C’est pourquoi on propose un dialogue entre deux formes extrêmes de la représentation : l’illusionnisme et la photographie, la mystification et la restitution du voir. La photographie s’attache au référent direct et impose la force d’une apparition qui nous rapte (Barthes). En sens inverse, l’illusion met en scène l’impossible par les ruses de la feinte, lance un défi démiurgique à l'ordre naturel, aux limites du visible : elle fait tournoyer la direction de tout regard (Houdin, Baltrusaïtis). Dans ces deux cas extrêmes, toute visée objectale se trouve bouleversée, et renvoyée vers une dimension charnelle plus profonde.

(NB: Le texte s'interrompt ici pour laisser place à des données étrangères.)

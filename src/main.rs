use actix_web::{web, App, HttpServer};
use actix_cors::Cors;
use sessiongate_server::{AppState, AppError, Settings};
use sessiongate_server::auth::handlers::configure;
use dotenv::dotenv;
use std::net::TcpListener;
use std::time::Duration;
use tracing::{debug, info};
use tracing_subscriber::{EnvFilter, FmtSubscriber};

#[actix_web::main]
async fn main() -> sessiongate_server::Result<()> {
    // Load environment variables
    dotenv().ok();

    // Initialize logging, `RUST_LOG` overrides the default level
    FmtSubscriber::builder()
        .with_env_filter(EnvFilter::try_from_default_env().unwrap_or_else(|_| EnvFilter::new("info")))
        .with_target(false)
        .with_thread_ids(true)
        .with_file(true)
        .with_line_number(true)
        .init();

    let config = Settings::new()?;
    info!("Configuration loaded ({} environment)", config.environment);

    let state = AppState::new(config.clone()).await?;
    let state = web::Data::new(state);

    // Evict idle rate windows
    let sweep_state = state.clone();
    let sweep_every = Duration::from_secs(config.rate_limit.sweep_interval_secs.max(1));
    tokio::spawn(async move {
        let mut interval = tokio::time::interval(sweep_every);
        loop {
            interval.tick().await;
            let evicted = sweep_state.rate_limiter.sweep(sweep_state.clock.now()).await;
            if evicted > 0 {
                debug!("Rate limiter sweep evicted {} windows", evicted);
            }
        }
    });

    let listener = TcpListener::bind(format!("{}:{}", config.server.host, config.server.port))?;
    info!("Starting server at {}:{}", config.server.host, config.server.port);

    let production = config.environment == "production";
    HttpServer::new(move || {
        let cors = if production {
            Cors::default()
                .allowed_methods(vec!["GET", "POST"])
                .allowed_headers(vec!["Authorization", "Content-Type"])
                .max_age(3600)
        } else {
            Cors::default()
                .allow_any_origin()
                .allow_any_method()
                .allow_any_header()
                .max_age(3600)
        };

        App::new()
            .wrap(cors)
            .app_data(state.clone())
            .configure(configure)
    })
    .listen(listener)?
    .workers(config.server.workers as usize)
    .run()
    .await
    .map_err(|e| AppError::InternalError(e.to_string()))?;

    Ok(())
}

Selon Benjamin, la perte de l'aura dans les productions automates a effacé tout rapport cultuel à l’art. On espère retrouver aujourd’hui d’autres voies pour une empathie nouvelle entre regard et réel. Par suite, d’autres contours possibles pour le maintien d’une vie sensible.
Un samedi par mois (10h–13h) : Salle Paul Celan, Salle de Conférence, Salle Cavaillès, Salle Paul Langevin, ENS, 45 rue d'Ulm 75005 Paris.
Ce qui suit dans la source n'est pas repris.